New paint! Nothing will change how a room looks and feels like a new paint colour. Consider the woodwork and ceiling as part of that conversation too. If you can muster the enthusiasm to do the work yourself painting a room is a very cost-effective way of creating big impact.

Wood floor, carpet or tile?

If money was no object for me, I would have a hardwood-engineered wooden floorboard with large area rugs in each room, except the bathrooms and kitchen which would be tiled.

Paint or wallpaper?

Wallpaper adds instant character and personality as well as texture. One of my favourite ways to use wallpaper is on all walls
in a smaller room, like a bathroom. This is a perfect space to go crazy – you’re not spending huge amounts of time in the space, it
can be great fun and a conversation starter. I love a little drama in a downstairs loo!

What’s your favourite household gadget?

My lettuce dryer! I thought they were ridiculous until I got one. No more soggy tea towels!

What could you not live without in your own home?

A hand-held clothes steamer. I don’t iron much but some clothes really do need a bit more love, so I have a hand-held steamer which is a lifesaver!

As an interior designer, what colours do you tend to lean towards most?

I love colour. At the moment I have a thing for blue and green and their complementary colours, orange and yellow. But it’s a bit like asking me to choose between my children.

What’s your favourite room at home and why?

My bedroom – it really is my sanctuary. It is the only room that looks how I want it to look. The children are not allowed to have their stuff in it. Everywhere else is a family space…with all that that entails.

What do you not have at home yet but desperately want?

A boiling water tap!

If you could redesign your own home all over again, what would you change?

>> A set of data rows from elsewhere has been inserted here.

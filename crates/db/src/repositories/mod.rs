//! Repositories wrapping entity queries.

mod push_subscription;
mod session;
mod user_push_preference;

pub use push_subscription::PushSubscriptionRepository;
pub use session::SessionRepository;
pub use user_push_preference::UserPushPreferenceRepository;
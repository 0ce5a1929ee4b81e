//! Browser push platform seam.
//!
//! [`PushPlatform`] covers the three browser surfaces the lifecycle uses:
//! the service-worker container, the Notification permission prompt and the
//! Push manager of a registration. A `web-sys` binding and the in-process
//! [`MemoryPlatform`](crate::MemoryPlatform) both implement it.

use async_trait::async_trait;
use serde::{Deserialize, Serialize};
use std::fmt;
use thiserror::Error;

/// Error reported by the push platform.
#[derive(Debug, Clone, PartialEq, Eq, Error)]
#[error("{0}")]
pub struct PlatformError(pub String);

/// A service-worker registration. At most one exists per origin and scope.
#[derive(Debug, Clone, PartialEq, Eq)]
pub struct Registration {
    /// Platform-assigned identifier.
    pub id: String,
    /// Script the worker was registered from.
    pub script_url: String,
    /// Scope the worker controls.
    pub scope: String,
}

/// Encryption keys of a push subscription (base64url).
#[derive(Debug, Clone, PartialEq, Eq, Serialize, Deserialize)]
pub struct SubscriptionKeys {
    pub p256dh: String,
    pub auth: String,
}

/// Browser-issued subscription handle.
///
/// Serializes like `PushSubscription.toJSON()`. The application holds it
/// only to forward it to the backend once.
#[derive(Debug, Clone, PartialEq, Eq, Serialize, Deserialize)]
#[serde(rename_all = "camelCase")]
pub struct PushSubscriptionHandle {
    /// Push service endpoint URL; identifies the device.
    pub endpoint: String,
    /// Expiration in epoch millis, if the push service set one.
    pub expiration_time: Option<i64>,
    /// Encryption keys.
    pub keys: SubscriptionKeys,
}

/// Answer of the notification permission prompt.
#[derive(Debug, Clone, Copy, PartialEq, Eq)]
pub enum PermissionState {
    Granted,
    Denied,
    /// The prompt was dismissed without a decision.
    Default,
}

/// VAPID application-server key, base64url encoded.
#[derive(Debug, Clone, PartialEq, Eq, Serialize, Deserialize)]
#[serde(transparent)]
pub struct ApplicationServerKey(String);

impl ApplicationServerKey {
    /// Wrap a key string.
    pub fn new(key: impl Into<String>) -> Self {
        Self(key.into())
    }

    /// The encoded key.
    #[must_use]
    pub fn as_str(&self) -> &str {
        &self.0
    }
}

impl fmt::Display for ApplicationServerKey {
    fn fmt(&self, f: &mut fmt::Formatter<'_>) -> fmt::Result {
        f.write_str(&self.0)
    }
}

/// Options of a subscribe call.
#[derive(Debug, Clone, PartialEq, Eq)]
pub struct SubscribeOptions {
    /// Every push must show a notification. Always `true`.
    pub user_visible_only: bool,
    /// Key the push service binds the subscription to.
    pub application_server_key: ApplicationServerKey,
}

impl SubscribeOptions {
    /// User-visible subscription options for `key`.
    #[must_use]
    pub const fn user_visible(key: ApplicationServerKey) -> Self {
        Self {
            user_visible_only: true,
            application_server_key: key,
        }
    }
}

/// Browser push capabilities.
#[async_trait]
pub trait PushPlatform: Send + Sync {
    /// Whether the environment can register service workers at all.
    fn supports_service_workers(&self) -> bool;

    /// Look up the existing registration without creating one.
    async fn registration(&self) -> Result<Option<Registration>, PlatformError>;

    /// Register `script_url` for `scope`.
    async fn register(&self, script_url: &str, scope: &str) -> Result<Registration, PlatformError>;

    /// Ask the user for notification permission.
    async fn request_permission(&self) -> PermissionState;

    /// Current subscription of `registration`, if any.
    async fn subscription(
        &self,
        registration: &Registration,
    ) -> Result<Option<PushSubscriptionHandle>, PlatformError>;

    /// Create (or return the existing) subscription.
    ///
    /// Subscribing with a different key replaces the previous handle.
    async fn subscribe(
        &self,
        registration: &Registration,
        options: SubscribeOptions,
    ) -> Result<PushSubscriptionHandle, PlatformError>;

    /// Destroy `handle`. Returns whether a subscription was removed.
    async fn unsubscribe(
        &self,
        registration: &Registration,
        handle: &PushSubscriptionHandle,
    ) -> Result<bool, PlatformError>;
}
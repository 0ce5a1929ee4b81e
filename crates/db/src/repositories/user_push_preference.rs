//! User push preference repository.

use std::sync::Arc;

use chrono::Utc;
use sea_orm::{ActiveModelTrait, DatabaseConnection, EntityTrait, Set};

use crate::entities::user_push_preference::{ActiveModel, Entity, Model};
use campus_common::{AppError, AppResult};

/// Repository for per-user push preferences.
#[derive(Clone)]
pub struct UserPushPreferenceRepository {
    db: Arc<DatabaseConnection>,
}

impl UserPushPreferenceRepository {
    /// Create a new preference repository.
    pub fn new(db: Arc<DatabaseConnection>) -> Self {
        Self { db }
    }

    /// Find the preference record for a user.
    pub async fn find(&self, user_id: &str) -> AppResult<Option<Model>> {
        Entity::find_by_id(user_id)
            .one(self.db.as_ref())
            .await
            .map_err(|e| AppError::Database(e.to_string()))
    }

    /// Create or update the flag for a user.
    pub async fn upsert(&self, user_id: &str, push_enabled: bool) -> AppResult<Model> {
        let now = Utc::now();

        match self.find(user_id).await? {
            Some(existing) => {
                let mut active: ActiveModel = existing.into();
                active.push_enabled = Set(push_enabled);
                active.updated_at = Set(now.into());
                active
                    .update(self.db.as_ref())
                    .await
                    .map_err(|e| AppError::Database(e.to_string()))
            }
            None => ActiveModel {
                user_id: Set(user_id.to_string()),
                push_enabled: Set(push_enabled),
                updated_at: Set(now.into()),
            }
            .insert(self.db.as_ref())
            .await
            .map_err(|e| AppError::Database(e.to_string())),
        }
    }
}

#[cfg(test)]
#[allow(clippy::unwrap_used)]
mod tests {
    use super::*;
    use crate::test_utils::TestDatabase;

    #[tokio::test]
    async fn test_upsert_creates_then_flips() {
        let repo =
            UserPushPreferenceRepository::new(TestDatabase::new().await.unwrap().into_shared());

        assert!(repo.find("u1").await.unwrap().is_none());

        let created = repo.upsert("u1", true).await.unwrap();
        assert!(created.push_enabled);

        let flipped = repo.upsert("u1", false).await.unwrap();
        assert!(!flipped.push_enabled);
        assert!(flipped.updated_at >= created.updated_at);

        assert!(!repo.find("u1").await.unwrap().unwrap().push_enabled);
    }
}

Funnily enough, I am just in the middle of a major refurbishment and extension on my own house, so ask me in a couple of years! I’m hoping nothing! I’ve had more years than anticipated to figure it out, so I really hope I get the bones of it right. Sadly because of the rise in costs we had to cut the scope of the job. I took a few things out that I have now put back in because I think I’d live to regret it later. I’ve always envisaged a window seat adjacent to the kitchen island. I have such a clear picture of my girls sitting there chatting to me while I cook, or me sitting there with a cup of coffee. I took it out to try to save money but have just put it back in. It may mean that we have to reuse really ancient kitchen appliances and have a makeshift kitchen for a while, but for me it’s really important that I get the things now, that I can’t change at a later date.